Seven steps to happiness part 1 – breathing
Everyday life is full of pressure and stress, and it’s all too easy to find ourselves relying on unhealthy (and unhappy) habits. To help you learn to adopt newer, better ones, every Sunday for seven weeks we’re publishing our seven steps to happiness mini-programme.
Created and written by Katie Phillips, the programme features a series of blogs that teach you how to get out of your head and stop dwelling on unhealthy thoughts, and learn how to get back into your body again and be physically present.
In this, her first blog of the seven week programme, she teaches us how to breathe properly.
How to breathe
Air is our life force, and breathing is a natural flow of energy. However, when you spend too much time over-thinking, you can trap valuable energy in your head, and allow it to fester and turn negative – starving your body of the health and vitality which would be released if that energy was allowed to flow down into and through you.
However, you can learn to release that negative energy and convert it into positive energy simply by focusing on your breathing.
Why yoga is so good for breathing
Yoga is a brilliant way to master an awareness of your breathing. It also increases the anti-stress hormone, prolactin, and the well-being hormone, oxytocin – which is low in those suffering depression. The other great thing about yoga is that it works with your mind, body and spirit – a one-stop-shop, if you like!
There are a variety of breathing exercises that take quite some skill and concentration at first, but if you practice them regularly you’ll soon notice your mind feeling calmer, and an ‘aliveness’ in your body. The techniques range from alternate nostril breathing and pranayama, to circular breathing and even upside-down breathing.
To be honest, I have personally found it hard to master most techniques, and just the thought of working out which ones to pick is quite overwhelming. Instead, I have perfected two techniques for my own meditation which are SO simple and easy to learn.
‘I am breathing in’, ‘I am breathing out’
For my first breathing technique, you need to sit upright, slow your breath and focus entirely on your breathing as you silently repeat this mantra:
- As you inhale through your nose, silently say ‘I am breathing in’.
- And as you exhale through your mouth, silently say ‘I am breathing out’.
It’s hard for your mind chatter to interrupt when you are solely focused on repeating those words in your head. I recommend practicing this technique for 20 minutes (longer if you have the time, though I know most mums probably don’t!). I find I get the best results if I do 30-45 minutes.
You may find that playing nice, calming music or sounds of nature in the background helps. If persistent thoughts bother you, gently say to them that you understand they are important and that you will pay them attention later, but right now you are focusing on your breathing.
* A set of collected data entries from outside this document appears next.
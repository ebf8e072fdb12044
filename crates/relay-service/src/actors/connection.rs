//! Outbound side of a signaling connection.
//!
//! Every connection gets a bounded outbound queue. The relay actor and the
//! candidate forwarders push [`ServerEvent`]s into it without awaiting; the
//! transport drains it into the socket.
//!
//! Relayed peer traffic (offers, answers, candidates) may fill the queue up
//! to [`CONNECTION_CHANNEL_BUFFER`]. The last [`LIFECYCLE_HEADROOM`] slots are
//! kept for lifecycle events, so a client that stopped reading still gets
//! its `broadcastEnded`. A client that overflows is evicted by the relay: its
//! handle is closed, the queue ends and the transport closes the socket.

use crate::errors::RelayError;
use crate::signaling::{IceCandidate, ServerEvent};

use super::messages::RelayMessage;
use super::metrics::{ActorType, MailboxMonitor};

use common::types::ConnectionId;
use std::sync::Arc;
use tokio::sync::mpsc;
use tokio_util::sync::CancellationToken;
use tracing::debug;

/// Outbound queue capacity per connection for relayed peer traffic.
pub const CONNECTION_CHANNEL_BUFFER: usize = 200;

/// Extra outbound slots only lifecycle events may use.
pub const LIFECYCLE_HEADROOM: usize = 16;

/// Receiving end of a connection's outbound queue, owned by the transport.
pub type OutboundReceiver = mpsc::Receiver<ServerEvent>;

/// Handle used to deliver events to one connection.
#[derive(Clone, Debug)]
pub struct ConnectionHandle {
    connection_id: ConnectionId,
    sender: mpsc::Sender<ServerEvent>,
    mailbox: Arc<MailboxMonitor>,
    /// Cancelled when the relay lets go of the connection; stops the
    /// forwarders holding clones of this handle.
    closed: CancellationToken,
}

impl ConnectionHandle {
    /// Create a handle and the receiver the transport drains.
    #[must_use]
    pub fn channel(connection_id: ConnectionId) -> (Self, OutboundReceiver) {
        Self::with_capacity(connection_id, CONNECTION_CHANNEL_BUFFER)
    }

    /// Create a handle whose relayed traffic is limited to `capacity`.
    #[must_use]
    pub fn with_capacity(connection_id: ConnectionId, capacity: usize) -> (Self, OutboundReceiver) {
        let (sender, receiver) = mpsc::channel(capacity + LIFECYCLE_HEADROOM);
        let mailbox = Arc::new(MailboxMonitor::new(
            ActorType::Connection,
            connection_id.to_string(),
        ));

        (
            Self {
                connection_id,
                sender,
                mailbox,
                closed: CancellationToken::new(),
            },
            receiver,
        )
    }

    /// Get the connection ID.
    #[must_use]
    pub fn connection_id(&self) -> ConnectionId {
        self.connection_id
    }

    /// Queue an event for the client without waiting.
    ///
    /// Fails with `CapacityExceeded` when the event does not fit (relayed
    /// traffic past its share, or lifecycle events past the headroom); the
    /// caller must evict the connection. Fails with `Internal` if the
    /// transport has gone away.
    pub fn send(&self, event: ServerEvent) -> Result<(), RelayError> {
        if event.is_relayed() && self.sender.capacity() <= LIFECYCLE_HEADROOM {
            self.mailbox.record_drop();
            return Err(RelayError::CapacityExceeded(
                "Outbound queue full".to_string(),
            ));
        }

        match self.sender.try_send(event) {
            Ok(()) => {
                self.mailbox
                    .record_depth(self.sender.max_capacity() - self.sender.capacity());
                Ok(())
            }
            Err(mpsc::error::TrySendError::Full(_)) => {
                self.mailbox.record_drop();
                Err(RelayError::CapacityExceeded(
                    "Outbound queue full".to_string(),
                ))
            }
            Err(mpsc::error::TrySendError::Closed(_)) => {
                debug!(
                    target: "relay.actor.connection",
                    connection_id = %self.connection_id,
                    "Outbound queue closed, dropping event"
                );
                Err(RelayError::Internal("connection closed".to_string()))
            }
        }
    }

    /// Release the connection: stops its candidate forwarders so that, once
    /// the relay drops its own handle, the outbound queue ends.
    pub fn close(&self) {
        self.closed.cancel();
    }

    /// Whether the transport has stopped draining this queue.
    #[must_use]
    pub fn is_closed(&self) -> bool {
        self.sender.is_closed()
    }

    /// Messages dropped because the queue was full.
    #[must_use]
    pub fn messages_dropped(&self) -> u64 {
        self.mailbox.messages_dropped()
    }

    /// Relay candidates discovered by a media endpoint to this client until
    /// the endpoint goes away or the connection is closed.
    ///
    /// An overflow is reported to the relay as `Overflowed` and ends the
    /// forwarder.
    pub fn spawn_candidate_forwarder(
        &self,
        mut candidates: mpsc::UnboundedReceiver<IceCandidate>,
        relay: mpsc::WeakSender<RelayMessage>,
    ) {
        let handle = self.clone();
        tokio::spawn(async move {
            loop {
                let candidate = tokio::select! {
                    biased;
                    () = handle.closed.cancelled() => break,
                    next = candidates.recv() => match next {
                        Some(candidate) => candidate,
                        None => break,
                    },
                };

                match handle.send(ServerEvent::IceCandidate { candidate }) {
                    Ok(()) => {}
                    Err(RelayError::CapacityExceeded(_)) => {
                        if let Some(relay) = relay.upgrade() {
                            let _ = relay
                                .send(RelayMessage::Overflowed {
                                    connection_id: handle.connection_id,
                                })
                                .await;
                        }
                        break;
                    }
                    Err(_) => break,
                }
            }
            debug!(
                target: "relay.actor.connection",
                connection_id = %handle.connection_id,
                "Candidate forwarder finished"
            );
        });
    }
}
You may probably find that after really relaxing into this exercise, you will feel so great and so back in touch with ‘you’ that those bothersome thoughts suddenly won’t seem so challenging, and you’ll be able to deal with them much more easily, at the right time.
For my second technique, sit quiet and upright and imagine a straw running from your perineum straight up through your body and out of your head. Imagine you’re sucking air from the bottom of the straw right up to your head. Suck up the air as slowly as you can and as the air passes through each area of your body, imagine you are sucking up every single tension, worry, anxiety, uncomfortable energy and difficult memory until they all build into a pressure cooker in your head.
Hold your breath there. Hold it and hold it, allowing the negative energy to really, really build and then forcefully blow it all out through the roof of your head, with a big sigh of relief.
Repeat this several times until you feel like you have moved all the negative energy out of your body and are feeling calm. I often find that tears of relief flow when I do this exercise, as I move from my head back into my spirit and it feels so good to get back ‘home’. Once you reach that place of calm, it’s the perfect opportunity to allow yourself to slip into a lovely meditation and spend some time at home with your true self. Magic!
Make time for you – and see the results
I hope these breathing exercises help you. As a working mum myself, I know how tough it is to prioritise your own needs and make time for something as ‘selfish’ as breathing exercises. But by keeping your mind calm and trouble-free, you’ll have more energy and clarity to deal with everyday life, and be able to address challenges quickly and more easily – with better results.